Onitsuka T, Nakamura K, Kuwabara M, Yonezawa T, Shibata K, Koga Y

机构信息

Second Department of Surgery, Miyazaki Medical College, Japan.

出版信息

Nihon Kyobu Geka Gakkai Zasshi. 1991 Aug;39(8):1184-7.

PMID:1940522
Abstract

A 51-year-old woman was admitted with increasing shortness of breath. Preoperative evaluation disclosed MSr + ASr + TR. She had been undergone a splenectomy at 35-year-old for hereditary spherocytosis (HS).
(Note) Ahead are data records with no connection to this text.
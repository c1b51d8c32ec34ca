//! Research job workflow.
//!
//! Flow: validate request → load city → insert job (`processing`) →
//! resolve targets → generate → enrich with schema markup → update job to
//! `completed`, or to `failed` with the error message. Exactly one insert
//! and one update per invocation; nothing is persisted mid-generation.

use serde::{Deserialize, Serialize};
use sqlx::PgPool;
use tracing::{info, warn};
use uuid::Uuid;

use crate::content::generator::{generate_content, ContentRequest};
use crate::content::parser::GeneratedContent;
use crate::errors::AppError;
use crate::models::location::GeoLocationRow;
use crate::models::research::{PageType, ResearchJobRow, ResearchResults};
use crate::seo::schema::{
    faq_schema, local_business_schema, GeoCoordinates, LocalBusinessParams, PostalAddress,
};
use crate::seo::slug::generate_slug;
use crate::state::AppState;

// Business profile placeholders; the dashboard does not yet store a real
// street address, so LocalBusiness markup carries these until it does.
const BUSINESS_STREET_ADDRESS: &str = "123 Main St";
const BUSINESS_POSTAL_CODE: &str = "00000";
const PUBLIC_SITE_BASE: &str = "https://example.com";

/// Word and question targets per page depth tier.
#[derive(Debug, Clone, Copy, PartialEq, Eq)]
pub struct ContentTargets {
    pub words: u32,
    pub questions: u32,
}

impl ContentTargets {
    /// Resolves targets for a page type string; anything unrecognized gets
    /// the full main-city depth.
    pub fn for_page_type(page_type: &str) -> Self {
        match page_type {
            "topic" => ContentTargets {
                words: 5000,
                questions: 25,
            },
            "neighborhood" => ContentTargets {
                words: 3500,
                questions: 18,
            },
            _ => ContentTargets {
                words: 8500,
                questions: 45,
            },
        }
    }
}

/// Body of `POST /api/v1/research`. Presence of `cityId` and `pageType` is
/// validated by the workflow so the caller gets a uniform error shape.
#[derive(Debug, Clone, Deserialize)]
#[serde(rename_all = "camelCase")]
pub struct CreateResearchRequest {
    pub city_id: Option<Uuid>,
    pub page_type: Option<PageType>,
    pub topic: Option<String>,
    pub neighborhood: Option<String>,
}

#[derive(Debug, Serialize)]
#[serde(rename_all = "camelCase")]
pub struct JobSummary {
    pub id: Uuid,
    pub status: String,
    pub word_count: usize,
    pub questions_count: usize,
}

#[derive(Debug, Serialize)]
#[serde(rename_all = "camelCase")]
pub struct ResearchJobResponse {
    pub success: bool,
    pub job: JobSummary,
    pub content: GeneratedContent,
}

/// Runs one research job end to end.
pub async fn run_research_job(
    state: &AppState,
    request: CreateResearchRequest,
) -> Result<ResearchJobResponse, AppError> {
    let city_id = request
        .city_id
        .ok_or_else(|| AppError::Validation("Missing required field: cityId".to_string()))?;
    let page_type = request
        .page_type
        .ok_or_else(|| AppError::Validation("Missing required field: pageType".to_string()))?;

    let location: Option<GeoLocationRow> = sqlx::query_as("SELECT * FROM geo_locations WHERE id = $1")
        .bind(city_id)
        .fetch_optional(&state.db)
        .await?;
    let location =
        location.ok_or_else(|| AppError::NotFound(format!("City {city_id} not found")))?;

    // The job is observable as `processing` from here until the terminal update.
    let job: ResearchJobRow = sqlx::query_as(
        r#"
        INSERT INTO research_jobs (city_id, page_type, topic, neighborhood, status)
        VALUES ($1, $2, $3, $4, 'processing')
        RETURNING *
        "#,
    )
    .bind(city_id)
    .bind(page_type.as_str())
    .bind(&request.topic)
    .bind(&request.neighborhood)
    .fetch_one(&state.db)
    .await?;

    info!(
        "Created research job {} ({}) for {}, {}",
        job.id,
        page_type.as_str(),
        location.city,
        location.state
    );

    let targets = ContentTargets::for_page_type(page_type.as_str());
    let content_request = ContentRequest {
        city: location.city.clone(),
        state: location.state.clone(),
        page_type,
        topic: request.topic,
        neighborhood: request.neighborhood,
        target_word_count: targets.words,
        target_question_count: targets.questions,
    };

    match generate_and_complete(state, &job, &location, &content_request).await {
        Ok(response) => Ok(response),
        Err(e) => {
            mark_failed(&state.db, job.id, &e).await;
            Err(e)
        }
    }
}

/// The failable span of the workflow: generation, enrichment, and the
/// terminal `completed` update.
async fn generate_and_complete(
    state: &AppState,
    job: &ResearchJobRow,
    location: &GeoLocationRow,
    request: &ContentRequest,
) -> Result<ResearchJobResponse, AppError> {
    let content = generate_content(&state.llm, request).await?;

    // Trailing structured-data markup rides along inside the page body.
    let faq = faq_schema(&content.questions);
    let business = local_business_schema(&LocalBusinessParams {
        name: format!("Dumpster Rental {}", location.city),
        description: content.meta_description.clone(),
        address: PostalAddress {
            street_address: BUSINESS_STREET_ADDRESS.to_string(),
            locality: location.city.clone(),
            region: location.state_abbr.clone(),
            postal_code: BUSINESS_POSTAL_CODE.to_string(),
            country: "US".to_string(),
        },
        geo: match (location.latitude, location.longitude) {
            (Some(latitude), Some(longitude)) => Some(GeoCoordinates {
                latitude,
                longitude,
            }),
            _ => None,
        },
        telephone: None,
        url: format!(
            "{}/{}",
            PUBLIC_SITE_BASE,
            generate_slug([&location.city, &location.state_abbr])
        ),
        price_range: None,
        area_served: None,
    });
    let enhanced_content = format!("{}\n{}\n{}", content.content, faq, business);

    let results = ResearchResults {
        title: content.title.clone(),
        meta_description: content.meta_description.clone(),
        content: enhanced_content,
        questions: content.questions.clone(),
        keywords: content.keywords.clone(),
    };
    let results_json = serde_json::to_value(&results).map_err(anyhow::Error::from)?;

    sqlx::query(
        r#"
        UPDATE research_jobs
        SET status = 'completed', results_json = $1, word_count = $2,
            questions_count = $3, completed_at = now(), updated_at = now()
        WHERE id = $4
        "#,
    )
    .bind(results_json)
    .bind(content.word_count as i32)
    .bind(content.questions_count as i32)
    .bind(job.id)
    .execute(&state.db)
    .await?;

    info!(
        "Research job {} completed: {} words, {} questions",
        job.id, content.word_count, content.questions_count
    );

    Ok(ResearchJobResponse {
        success: true,
        job: JobSummary {
            id: job.id,
            status: "completed".to_string(),
            word_count: content.word_count,
            questions_count: content.questions_count,
        },
        content,
    })
}

/// Records a terminal failure on the job row. The original error is what
/// the caller needs to see, so a failing bookkeeping write is only logged.
async fn mark_failed(pool: &PgPool, job_id: Uuid, error: &AppError) {
    if let Err(db_err) = sqlx::query(
        "UPDATE research_jobs SET status = 'failed', error_message = $1, updated_at = now() WHERE id = $2",
    )
    .bind(error.to_string())
    .bind(job_id)
    .execute(pool)
    .await
    {
        warn!("Failed to record error on research job {job_id}: {db_err}");
    }
}

#[cfg(test)]
mod tests {
    use super::*;

    #[test]
    fn test_targets_per_page_type() {
        assert_eq!(
            ContentTargets::for_page_type("main_city"),
            ContentTargets {
                words: 8500,
                questions: 45
            }
        );
        assert_eq!(
            ContentTargets::for_page_type("topic"),
            ContentTargets {
                words: 5000,
                questions: 25
            }
        );
        assert_eq!(
            ContentTargets::for_page_type("neighborhood"),
            ContentTargets {
                words: 3500,
                questions: 18
            }
        );
    }

    #[test]
    fn test_unknown_page_type_gets_main_city_depth() {
        assert_eq!(
            ContentTargets::for_page_type("landing"),
            ContentTargets::for_page_type("main_city")
        );
    }

    #[test]
    fn test_request_validation_field_names_are_camel_case() {
        let request: CreateResearchRequest =
            serde_json::from_str(r#"{"cityId":"8f8c0a9e-3b1a-4f6e-9d7b-0a1b2c3d4e5f","pageType":"topic","topic":"roofing"}"#)
                .unwrap();
        assert_eq!(request.page_type, Some(PageType::Topic));
        assert_eq!(request.topic.as_deref(), Some("roofing"));
    }
}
The patient underwent successful mitral valve replacement with a No. 25 Björk-Shiley (BS) valve, aortic valve replacement with a No. 21 BS valve, and tricuspid valve annuloplasty by means of membrane oxygenator (COBE). Haptoglobin and poloxamer 188 were used for prevention of hemolysis during extracorporeal circulation. No significant hemolysis occurred intra-or postoperatively. A very rare case of open heart surgery associated with HS was reported.

摘要

一名51岁女性因气短加重入院。术前评估显示二尖瓣狭窄+主动脉瓣狭窄+三尖瓣反流。她35岁时因遗传性球形红细胞增多症(HS)接受了脾切除术。患者成功接受了二尖瓣置换术,使用25号Björk-Shiley(BS)瓣膜;主动脉瓣置换术,使用21号BS瓣膜;并通过膜式氧合器(COBE)进行了三尖瓣环成形术。在体外循环期间,使用了触珠蛋白和泊洛沙姆188预防溶血。术中及术后均未发生明显溶血。报道了一例与HS相关的非常罕见的心脏直视手术病例。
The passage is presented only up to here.